His wife of 36 years, Jacky, added: “He was the loveliest of men – kind, generous, incredibly funny. He lit up a room with his humor and always tried to help those with less than he had. He left a true legacy, both professionally and personally.”
According to Consequence of Sound, Brown earned his first major engineering credit on the Boomtown Rats’ self-titled 1977 debut. He began producing in the ’80s, including ABC’s debut single, “Tears Are Not Enough” and Wham!’s first record, Fantastic, which went to No. 1. A couple years later, the Cult brought him on board for their second LP, Love, which featured the college-rock-radio classic “She Sells Sanctuary.”
In 1992, Brown was hired to remix a pair of songs Mercury recorded for Mr.
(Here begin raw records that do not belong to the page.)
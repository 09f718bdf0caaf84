//! Structured logging setup for Icebridge services

use tracing_subscriber::{fmt, layer::SubscriberExt, util::SubscriberInitExt, EnvFilter};

fn env_filter(default_level: &str) -> EnvFilter {
    EnvFilter::try_from_default_env().unwrap_or_else(|_| EnvFilter::new(default_level))
}

/// Initialize JSON logging for production deployments.
///
/// Log level comes from `RUST_LOG` when set, otherwise from
/// `default_level`.
pub fn init_logging(service_name: &str, default_level: &str) {
    tracing_subscriber::registry()
        .with(env_filter(default_level))
        .with(
            fmt::layer()
                .json()
                .with_target(true)
                .with_current_span(false)
                .with_span_list(false),
        )
        .init();

    tracing::info!(service = service_name, "Logging initialized");
}

/// Initialize human-readable console logging for development
pub fn init_console_logging(service_name: &str, default_level: &str) {
    tracing_subscriber::fmt()
        .with_env_filter(env_filter(default_level))
        .with_target(true)
        .init();

    tracing::info!(service = service_name, "Console logging initialized");
}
Bad Guy, “Foolin’ Around” and “Your Kind of Lover,” for 1992’s posthumous The Great Pretender compilation. That same year saw the release of the Manic Street Preachers’ debut, Generation Terrorists, which spawned five Top 40 singles in the U.K. He worked with the band again on 1994’s The Holy Bible. In 1996, he produced the Pogues’ last record, Pogue Mahone.
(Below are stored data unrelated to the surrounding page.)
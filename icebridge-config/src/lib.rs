//! Configuration management for Icebridge services

use serde::Deserialize;
use std::env;
use std::net::IpAddr;

/// STUN/TURN relay configuration
#[derive(Debug, Clone, Deserialize)]
pub struct TurnConfig {
    /// Address advertised to clients and used for relay sockets
    pub public_ip: IpAddr,
    /// UDP listening port for STUN/TURN control traffic
    pub port: u16,
    /// Authentication realm
    pub realm: String,
    /// Server-wide secret used to derive relay credentials
    pub shared_secret: String,
    /// Issued credential lifetime in seconds
    pub credential_lifetime_secs: u64,
    /// Hard cap on the credential lifetime
    pub credential_lifetime_max_secs: u64,
    /// First port of the relay allocation pool (inclusive)
    pub relay_port_min: u16,
    /// Last port of the relay allocation pool (inclusive)
    pub relay_port_max: u16,
    /// Permission validity window in seconds
    pub permission_window_secs: u64,
    /// Channel binding validity window in seconds
    pub channel_window_secs: u64,
}

/// Signaling server configuration
#[derive(Debug, Clone, Deserialize)]
pub struct SignalingConfig {
    /// Bind address for the WebSocket/HTTP listener
    pub bind: IpAddr,
    /// Listening port
    pub port: u16,
    /// A session missing keepalives for this long is disconnected
    pub keepalive_timeout_secs: u64,
    /// TLS certificate path (terminated by a fronting proxy when unset)
    pub cert_file: Option<String>,
    /// TLS private key path
    pub key_file: Option<String>,
}

/// Push bridge configuration
#[derive(Debug, Clone, Deserialize)]
pub struct PushConfig {
    /// Delivery endpoint for call invites; disabled when unset
    pub endpoint: Option<String>,
}

/// Application configuration, loaded once at startup
#[derive(Debug, Clone, Deserialize)]
pub struct AppConfig {
    pub turn: TurnConfig,
    pub signaling: SignalingConfig,
    pub push: PushConfig,
    pub log_level: Option<String>,
}

impl AppConfig {
    /// Load configuration from environment variables
    pub fn from_env() -> Result<Self, config::ConfigError> {
        // Load .env file if it exists
        let _ = dotenvy::dotenv();

        let public_ip = parse_var("TURN_PUBLIC_IP", IpAddr::from([127, 0, 0, 1]))?;
        let turn_port = parse_var("TURN_PORT", 3478u16)?;
        let realm = env::var("TURN_REALM").unwrap_or_else(|_| "icebridge".to_string());
        let shared_secret = env::var("TURN_SHARED_SECRET")
            .map_err(|_| config::ConfigError::NotFound("TURN_SHARED_SECRET".to_string()))?;
        let credential_lifetime_secs = parse_var("TURN_CREDENTIAL_LIFETIME_SECS", 600u64)?;
        let credential_lifetime_max_secs = parse_var("TURN_CREDENTIAL_LIFETIME_MAX_SECS", 3600u64)?;
        let relay_port_min = parse_var("TURN_RELAY_PORT_MIN", 49152u16)?;
        let relay_port_max = parse_var("TURN_RELAY_PORT_MAX", 49407u16)?;
        let permission_window_secs = parse_var("TURN_PERMISSION_WINDOW_SECS", 300u64)?;
        let channel_window_secs = parse_var("TURN_CHANNEL_WINDOW_SECS", 600u64)?;

        let bind = parse_var("SIGNALING_BIND", IpAddr::from([0, 0, 0, 0]))?;
        let signaling_port = parse_var("SIGNALING_PORT", 8086u16)?;
        let keepalive_timeout_secs = parse_var("SIGNALING_KEEPALIVE_TIMEOUT_SECS", 30u64)?;

        let log_level = env::var("LOG_LEVEL").ok();

        Ok(Self {
            turn: TurnConfig {
                public_ip,
                port: turn_port,
                realm,
                shared_secret,
                credential_lifetime_secs,
                credential_lifetime_max_secs,
                relay_port_min,
                relay_port_max,
                permission_window_secs,
                channel_window_secs,
            },
            signaling: SignalingConfig {
                bind,
                port: signaling_port,
                keepalive_timeout_secs,
                cert_file: env::var("SIGNALING_CERT_FILE").ok(),
                key_file: env::var("SIGNALING_KEY_FILE").ok(),
            },
            push: PushConfig {
                endpoint: env::var("PUSH_ENDPOINT").ok(),
            },
            log_level,
        })
    }

    /// Get log level, defaulting to "info"
    pub fn log_level(&self) -> &str {
        self.log_level.as_deref().unwrap_or("info")
    }
}

fn parse_var<T>(name: &str, default: T) -> Result<T, config::ConfigError>
where
    T: std::str::FromStr,
    T::Err: std::fmt::Display,
{
    match env::var(name) {
        Ok(raw) => raw.parse().map_err(|e| {
            config::ConfigError::Message(format!("invalid value for {}: {}", name, e))
        }),
        Err(_) => Ok(default),
    }
}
“We are deeply saddened to hear of the passing of legendary producer Steve Brown,” the Cult tweeted. “He was hugely influential in the Cult’s evolution and shall forever been entwined in our DNA. Our deepest condolences to Steve’s family. Our hearts are with you.”
“So very sad to hear about Steve or as we affectionately knew him … ‘Bodger Brown,'” Cult guitarist Billy Duffy added “Who knows how the Cult’s career would have turned out if we hadn’t worked with him. … I really believe he was the right man at the right time.”
Brown was also a founding member of the Drive Foundation, a Canadian organization that works to remove the stigma of addiction and depression. He and Jacky had two sons, Max and Luke.